> YOUR TASK:
Give the line containing "pub mod error;" again, exactly, along with all later lines of the entries, through the last one.

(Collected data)
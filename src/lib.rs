pub mod application;
pub mod config;
pub mod desk;
pub mod error;
pub mod identity;
pub mod ledger;
pub mod loan;
pub mod report;
pub mod repayment;
pub mod service;
pub mod store;
pub mod utils;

> FINISHED TASK:
pub mod error;
pub mod identity;
pub mod ledger;
pub mod loan;
pub mod report;
pub mod repayment;
pub mod service;
pub mod store;
pub mod utils;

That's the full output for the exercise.